A defendant moving for summary judgment on the affirmative defense of
statute of limitations has the burden to establish the following:
(1) Conclusively prove when the cause of action accrued; and,
(2) Conclusively negate the application of any tolling provision
pled by the Plaintiff.
See Rhòne-Poulenc, Inc. v. Steel, 997 S.W.2d 217, 224 (Tex. 1999).
II. Reply to Issue Number One
The trial court did not err when it granted Dr. Kuruvanka’s Motion for
9
Summary Judgment. Mr. Kovaly failed to comply with Texas Civil Practices and
Remedies Code § 74.051 by failing to provide adequate pre-suit notice with the
required medical authorization resulting in him not being entitled to a tolling of the
statute of limitations for seventy-five days. Therefore, his suit is barred by the
statute of limitations and was appropriately dismissed by the trial court.

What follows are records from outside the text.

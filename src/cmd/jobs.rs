//! Job listing, history and stats commands.

use anyhow::Result;

use foreman::config::ForemanConfig;
use foreman::monitor::{Event, EventType, JobLogStore, JobStatus};
use foreman::stream::{tool_emoji, truncate_thinking};
use foreman::util::truncate;

fn styled_status(status: JobStatus, text: String) -> console::StyledObject<String> {
    let s = console::style(text);
    match status {
        JobStatus::Completed => s.green(),
        JobStatus::Error => s.red(),
        JobStatus::Running => s.yellow(),
    }
}

pub fn cmd_jobs(config: &ForemanConfig, json: bool) -> Result<()> {
    let store = JobLogStore::new(&config.store.data_dir);
    let jobs = store.list_jobs()?;

    if json {
        println!("{}", serde_json::to_string_pretty(&jobs)?);
        return Ok(());
    }

    if jobs.is_empty() {
        println!("No jobs found in {}", store.dir().display());
        return Ok(());
    }

    println!(
        "{:<38} {:<10} {:<20} {:>9} Task",
        "Job", "Status", "Started", "Cost"
    );
    println!(
        "{:<38} {:<10} {:<20} {:>9} ----",
        "-".repeat(36),
        "------",
        "-------",
        "----"
    );
    for job in &jobs {
        let started = job
            .started_at
            .map(|t| t.format("%Y-%m-%d %H:%M:%S").to_string())
            .unwrap_or_else(|| "-".to_string());
        // Pad before styling; ANSI codes would break the column width.
        let status = format!("{:<10}", job.status.as_str());
        println!(
            "{:<38} {} {:<20} {:>9} {}",
            job.id,
            styled_status(job.status, status),
            started,
            format!("${:.4}", job.cost_usd),
            truncate(job.task.lines().next().unwrap_or(""), 60)
        );
    }
    Ok(())
}

pub fn cmd_show(config: &ForemanConfig, job_id: &str, json: bool) -> Result<()> {
    let store = JobLogStore::new(&config.store.data_dir);
    let events = store.read_history(job_id)?;

    if json {
        println!("{}", serde_json::to_string_pretty(&events)?);
        return Ok(());
    }

    let status = JobStatus::from_events(&events);
    println!(
        "{} {} ({} events)",
        console::style(job_id).bold(),
        styled_status(status, status.to_string()),
        events.len()
    );
    println!();
    for event in &events {
        println!(
            "{} {:<20} {}",
            console::style(event.timestamp.format("%H:%M:%S")).dim(),
            event.event_type.as_str(),
            describe_event(event)
        );
    }
    Ok(())
}

/// Width of a reasoning snippet in `show` output.
const THINKING_SNIPPET_LEN: usize = 80;

/// One-line rendering of an event's payload.
fn describe_event(event: &Event) -> String {
    let text = match event.event_type {
        EventType::JobStarted => event.str_field("task").map(String::from),
        EventType::ProcessOutputLine => match event.str_field("kind") {
            Some("tool_use") => {
                let tool = event.str_field("tool_name").unwrap_or("");
                event
                    .str_field("description")
                    .or(Some(tool))
                    .map(|d| format!("{} {}", tool_emoji(tool), d))
            }
            Some("thinking") => event
                .str_field("text")
                .map(|t| format!("({})", truncate_thinking(t, THINKING_SNIPPET_LEN))),
            Some("tool_error") => event.str_field("error").map(|e| format!("! {}", e)),
            _ => event.str_field("text").map(String::from),
        },
        EventType::ToolStarted | EventType::ToolCompleted => {
            event.str_field("tool_name").map(String::from)
        }
        EventType::LlmResponse => event
            .f64_field("cost_usd")
            .map(|c| format!("${:.4}", c)),
        EventType::JobCompleted => event.str_field("final_response").map(String::from),
        EventType::JobError => event.str_field("error").map(String::from),
        _ => None,
    };
    let text = text.unwrap_or_else(|| serde_json::Value::Object(event.data.clone()).to_string());
    truncate(text.lines().next().unwrap_or(""), 120)
}

pub fn cmd_stats(config: &ForemanConfig, json: bool) -> Result<()> {
    let store = JobLogStore::new(&config.store.data_dir);
    let stats = store.stats()?;

    if json {
        println!("{}", serde_json::to_string_pretty(&stats)?);
        return Ok(());
    }

    println!("{}", console::style("Job statistics").bold().cyan());
    println!("  Total jobs:         {}", stats.total_jobs);
    println!("  Completed:          {}", console::style(stats.completed_jobs).green());
    println!("  Errors:             {}", console::style(stats.error_jobs).red());
    println!("  Running:            {}", console::style(stats.running_jobs).yellow());
    println!("  Total cost:         ${:.4}", stats.total_cost_usd);
    println!("  Input tokens:       {}", stats.total_input_tokens);
    println!("  Output tokens:      {}", stats.total_output_tokens);
    println!("  Cache read tokens:  {}", stats.total_cache_read_tokens);
    println!("  Cache write tokens: {}", stats.total_cache_write_tokens);
    Ok(())
}
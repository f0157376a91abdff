//! Shared utility functions for the Foreman crate.

/// Truncate `s` to at most `max_len` bytes (on a char boundary), appending
/// `...` when anything was cut.
pub fn truncate(s: &str, max_len: usize) -> String {
    if s.len() <= max_len {
        return s.to_string();
    }
    let mut end = max_len;
    while !s.is_char_boundary(end) {
        end -= 1;
    }
    format!("{}...", &s[..end])
}

/// Like [`truncate`], but the result including the ellipsis fits in
/// `max_len` bytes. Used for short labels.
pub fn truncate_label(s: &str, max_len: usize) -> String {
    if s.len() <= max_len {
        s.to_string()
    } else {
        truncate(s, max_len.saturating_sub(3))
    }
}
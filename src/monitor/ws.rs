use std::sync::Arc;
use std::time::Duration;

use axum::{
    extract::{
        Query, State,
        ws::{Message, WebSocket, WebSocketUpgrade},
    },
    response::IntoResponse,
};
use futures_util::{SinkExt, StreamExt, stream::SplitSink, stream::SplitStream};
use tokio::time::Instant;
use tracing::debug;

use super::api::{AppState, SubscribeQuery};
use super::hub::Subscription;

/// How often to send WebSocket Ping frames.
const PING_INTERVAL: Duration = Duration::from_secs(30);

/// How long to wait for a Pong response before considering the connection dead.
const PONG_TIMEOUT: Duration = Duration::from_secs(60);

/// Live feed over a WebSocket, one text frame per event.
///
/// The hub subscription is taken before the upgrade so no event emitted
/// after the request arrived is missed; it is released when the socket
/// loop ends.
pub async fn ws_handler(
    ws: WebSocketUpgrade,
    State(state): State<Arc<AppState>>,
    Query(query): Query<SubscribeQuery>,
) -> impl IntoResponse {
    let subscription = state.hub.subscribe(query.job.as_deref());
    ws.on_upgrade(move |socket| handle_socket(socket, subscription))
}

async fn handle_socket(socket: WebSocket, subscription: Subscription) {
    let (sender, receiver) = socket.split();
    let id = subscription.id();
    debug!(subscriber = id, "WebSocket client connected");
    run_socket_loop(sender, receiver, subscription).await;
    debug!(subscriber = id, "WebSocket client disconnected");
}

/// Forward hub events to the client with ping/pong keepalive.
///
/// Exits when the client goes away, a Pong is overdue by [`PONG_TIMEOUT`],
/// or the hub closes the subscription.
async fn run_socket_loop(
    mut sender: SplitSink<WebSocket, Message>,
    mut receiver: SplitStream<WebSocket>,
    mut subscription: Subscription,
) {
    let mut ping_interval = tokio::time::interval(PING_INTERVAL);
    // First tick is immediate.
    ping_interval.tick().await;

    let mut last_pong = Instant::now();
    let mut awaiting_pong = false;

    loop {
        tokio::select! {
            _ = ping_interval.tick() => {
                if awaiting_pong && last_pong.elapsed() > PONG_TIMEOUT {
                    break;
                }
                if sender.send(Message::Ping(Default::default())).await.is_err() {
                    break;
                }
                awaiting_pong = true;
            }

            event = subscription.recv() => {
                let Some(event) = event else {
                    let _ = sender.send(Message::Close(None)).await;
                    break;
                };
                let json = match serde_json::to_string(event.as_ref()) {
                    Ok(json) => json,
                    Err(e) => {
                        debug!(error = %e, "Skipping unserializable event");
                        continue;
                    }
                };
                if sender.send(Message::Text(json.into())).await.is_err() {
                    break;
                }
            }

            msg = receiver.next() => {
                match msg {
                    Some(Ok(Message::Pong(_))) => {
                        last_pong = Instant::now();
                        awaiting_pong = false;
                    }
                    Some(Ok(Message::Close(_))) | None => break,
                    Some(Ok(_)) => {}
                    Some(Err(_)) => break,
                }
            }
        }
    }
}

A. C.P.R.C. Chapter 74 Requires Pre-Suit Notice And a Valid Medical
Authorization to Toll the Statute of Limitation
The Civil Practice and Remedies Code specifies that “Any person or his
authorized agent asserting a health care liability claim shall give written notice of
such claim by certified mail, return receipt requested, to each physician or health
care provider against whom such claim is being made at least 60 days before the
filing of a suit in any court in this state based upon a health care liability claim.”
TEX. CIV. PRAC. & REM. CODE § 74.051(a)(emphasis added). This notice must be
accompanied by a medical authorization form for the release of protected health
information and shall toll the applicable statute of the limitations period for up to
75 days. TEX. CIV. PRAC. & REM. CODE § 74.051(a)(c)(emphasis added); Carreras
v. Marroquin, 339 S.W.3d 68, 74 (Tex. 2011) (holding that “[f]or the statute of
limitations to be tolled in a health care liability claim pursuant to Chapter 74, a
plaintiff must provide both the statutorily required notice and the statutorily
required authorization form”). The authorization and tolling provision serves an
important purpose: it allows the defendant to procure the plaintiff’s records from
10
plaintiff's current treating healthcare providers and those five (5) years prior to
defendant's treatment in order to assess whether the claim has merit and whether
the defendant should consider early, pre-suit resolution. TEX. CIV. PRAC. & REM.
CODE §74.052; see also Carreras, at 68.
Section 74.052 further mandates the form of the medical authorization which
must accompany the notice of a health care claim under Section 74.051. TEX. CIV.
PRAC. & REM. CODE § 74.052(c). In section 74.052(c), the Legislature directed the
use of a specific form for authorizing health care providers to both obtain and
disclose protected health information for the purpose of investigating, evaluating,
and defending against health care liability claims. TEX. CIV. PRAC. & REM. CODE §
74.052(c) [providing that medical authorization “shall be” in the given form and
then setting forth the form beginning with “I ____, (name of patient or authorized
representative), hereby authorize ____ (name of physician or other health care
provider to whom the notice of health care claim is directed) to obtain and disclose
(within the parameters set out below) the protected health information described
below”]. Without such an authorization the statute of limitations is not tolled and
therefore plaintiff’s petition must be filed within two years of the alleged breach.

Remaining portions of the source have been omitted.